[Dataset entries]
"""
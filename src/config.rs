//! Run configuration, loaded from a TOML file.
//!
//! Every tunable is optional in the file and falls back to a documented
//! default; [`Config::validate`] rejects out-of-range values at load time
//! so the pipeline never has to re-check them.
//!
//! ```toml
//! playlist_name = "Warehouse Set 2023"
//! similarity_threshold = 0.75
//! songs = [
//!     "Massano - Welcome To The Underworld",
//!     "Angelov - Skedo",
//! ]
//! ```

use serde::Deserialize;
use std::error::Error;
use std::fs;

use crate::matcher::MatcherSettings;
use crate::query::DEFAULT_SUFFIXES;
use crate::session::OauthClient;
use crate::similarity::ScoreWeights;

#[derive(Debug, Clone, Deserialize)]
pub struct Config {
    /// Playlist to create or extend.
    pub playlist_name: String,

    /// Raw "Artist - Title" queries, resolved in list order.
    #[serde(default)]
    pub songs: Vec<String>,

    /// Verbose per-query candidate diagnostics.
    #[serde(default)]
    pub debug: bool,

    /// Per-variant result cap passed to the search endpoint.
    pub search_limit: Option<u32>,

    /// How many ranked candidates the debug report shows.
    pub debug_candidates: Option<usize>,

    /// Weighted score below which a match is flagged low-confidence.
    pub similarity_threshold: Option<f64>,

    /// Trailing annotations removed by the no-suffix variant rule.
    pub suffixes: Option<Vec<String>>,

    /// Scoring weights; title and full-string match outweigh artist match.
    pub weight_full: Option<f64>,
    pub weight_title: Option<f64>,
    pub weight_artist: Option<f64>,

    /// Minimum gap between search calls, milliseconds.
    pub search_interval_ms: Option<u64>,

    /// OAuth client overrides.
    pub client_id: Option<String>,
    pub client_secret: Option<String>,
}

impl Config {
    /// Load and validate a configuration file.
    pub fn load(path: &str) -> Result<Self, Box<dyn Error>> {
        let content = fs::read_to_string(path)?;
        let config: Config = toml::from_str(&content)?;
        config.validate()?;
        Ok(config)
    }

    /// Reject out-of-range values up front.
    pub fn validate(&self) -> Result<(), Box<dyn Error>> {
        if self.playlist_name.trim().is_empty() {
            return Err("playlist_name must not be empty".into());
        }
        let threshold = self.similarity_threshold();
        if !(0.0..=1.0).contains(&threshold) {
            return Err(format!(
                "similarity_threshold must be within 0..=1, got {}",
                threshold
            )
            .into());
        }
        if self.search_limit() == 0 {
            return Err("search_limit must be at least 1".into());
        }
        if self.debug_candidates() == 0 {
            return Err("debug_candidates must be at least 1".into());
        }
        let w = self.weights();
        if w.full < 0.0 || w.title < 0.0 || w.artist < 0.0 || w.full + w.title <= 0.0 {
            return Err("scoring weights must be non-negative with full + title > 0".into());
        }
        Ok(())
    }

    pub fn search_limit(&self) -> u32 {
        self.search_limit.unwrap_or(5)
    }

    pub fn debug_candidates(&self) -> usize {
        self.debug_candidates.unwrap_or(3)
    }

    pub fn similarity_threshold(&self) -> f64 {
        self.similarity_threshold.unwrap_or(0.75)
    }

    pub fn weights(&self) -> ScoreWeights {
        let default = ScoreWeights::default();
        ScoreWeights {
            full: self.weight_full.unwrap_or(default.full),
            title: self.weight_title.unwrap_or(default.title),
            artist: self.weight_artist.unwrap_or(default.artist),
        }
    }

    pub fn suffixes(&self) -> Vec<String> {
        self.suffixes
            .clone()
            .unwrap_or_else(|| DEFAULT_SUFFIXES.iter().map(|s| s.to_string()).collect())
    }

    /// The matcher's view of this configuration.
    pub fn matcher_settings(&self) -> MatcherSettings {
        MatcherSettings {
            search_limit: self.search_limit(),
            top_candidates: self.debug_candidates(),
            similarity_threshold: self.similarity_threshold(),
            weights: self.weights(),
            suffixes: self.suffixes(),
            search_interval_ms: self.search_interval_ms.unwrap_or(400),
            debug: self.debug,
        }
    }

    pub fn oauth_client(&self) -> OauthClient {
        let default = OauthClient::default();
        OauthClient {
            id: self.client_id.clone().unwrap_or(default.id),
            secret: self.client_secret.clone().unwrap_or(default.secret),
        }
    }

    /// Echo the effective settings, for startup diagnostics.
    pub fn print(&self) {
        println!("Configuration:");
        println!("  Playlist:             {}", self.playlist_name);
        println!("  Songs:                {}", self.songs.len());
        println!("  Search limit:         {}", self.search_limit());
        println!("  Similarity threshold: {}", self.similarity_threshold());
        println!("  Debug candidates:     {}", self.debug_candidates());
        let w = self.weights();
        println!(
            "  Weights:              full {} / title {} / artist {}",
            w.full, w.title, w.artist
        );
    }
}

#[cfg(test)]
mod tests {
    use super::*;

    fn parse(toml: &str) -> Config {
        toml::from_str(toml).unwrap()
    }

    #[test]
    fn test_minimal_config_uses_defaults() {
        let config = parse(r#"playlist_name = "Set""#);
        assert!(config.validate().is_ok());
        assert_eq!(config.search_limit(), 5);
        assert_eq!(config.debug_candidates(), 3);
        assert_eq!(config.similarity_threshold(), 0.75);
        assert!(!config.debug);
        assert!(config.songs.is_empty());
        let w = config.weights();
        assert_eq!((w.full, w.title, w.artist), (0.4, 0.4, 0.2));
    }

    #[test]
    fn test_full_config_parses() {
        let config = parse(
            r#"
            playlist_name = "Warehouse Set"
            debug = true
            search_limit = 10
            debug_candidates = 5
            similarity_threshold = 0.6
            suffixes = ["Dub", "Rework"]
            weight_full = 0.5
            weight_title = 0.3
            weight_artist = 0.2
            songs = ["Massano - ANA", "Dyzen - Laser Game"]
            "#,
        );
        assert!(config.validate().is_ok());
        assert_eq!(config.songs.len(), 2);
        assert_eq!(config.suffixes(), vec!["Dub", "Rework"]);
        assert_eq!(config.search_limit(), 10);
        assert!(config.debug);
    }

    #[test]
    fn test_validation_rejects_out_of_range_values() {
        let bad_threshold = parse(
            r#"
            playlist_name = "Set"
            similarity_threshold = 1.5
            "#,
        );
        assert!(bad_threshold.validate().is_err());

        let zero_limit = parse(
            r#"
            playlist_name = "Set"
            search_limit = 0
            "#,
        );
        assert!(zero_limit.validate().is_err());

        let empty_name = parse(r#"playlist_name = "  ""#);
        assert!(empty_name.validate().is_err());
    }
}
"""
» Exercise details: Starting with the first line of the entries and ending with the line that has "use crate::session::OauthClient;", copy each line exactly and add nothing.

» Solution for this task:
filename src/config.rs
//! Run configuration, loaded from a TOML file.
//!
//! Every tunable is optional in the file and falls back to a documented
//! default; [`Config::validate`] rejects out-of-range values at load time
//! so the pipeline never has to re-check them.
//!
//! ```toml
//! playlist_name = "Warehouse Set 2023"
//! similarity_threshold = 0.75
//! songs = [
//!     "Massano - Welcome To The Underworld",
//!     "Angelov - Skedo",
//! ]
//! ```

use serde::Deserialize;
use std::error::Error;
use std::fs;

use crate::matcher::MatcherSettings;
use crate::query::DEFAULT_SUFFIXES;
use crate::session::OauthClient;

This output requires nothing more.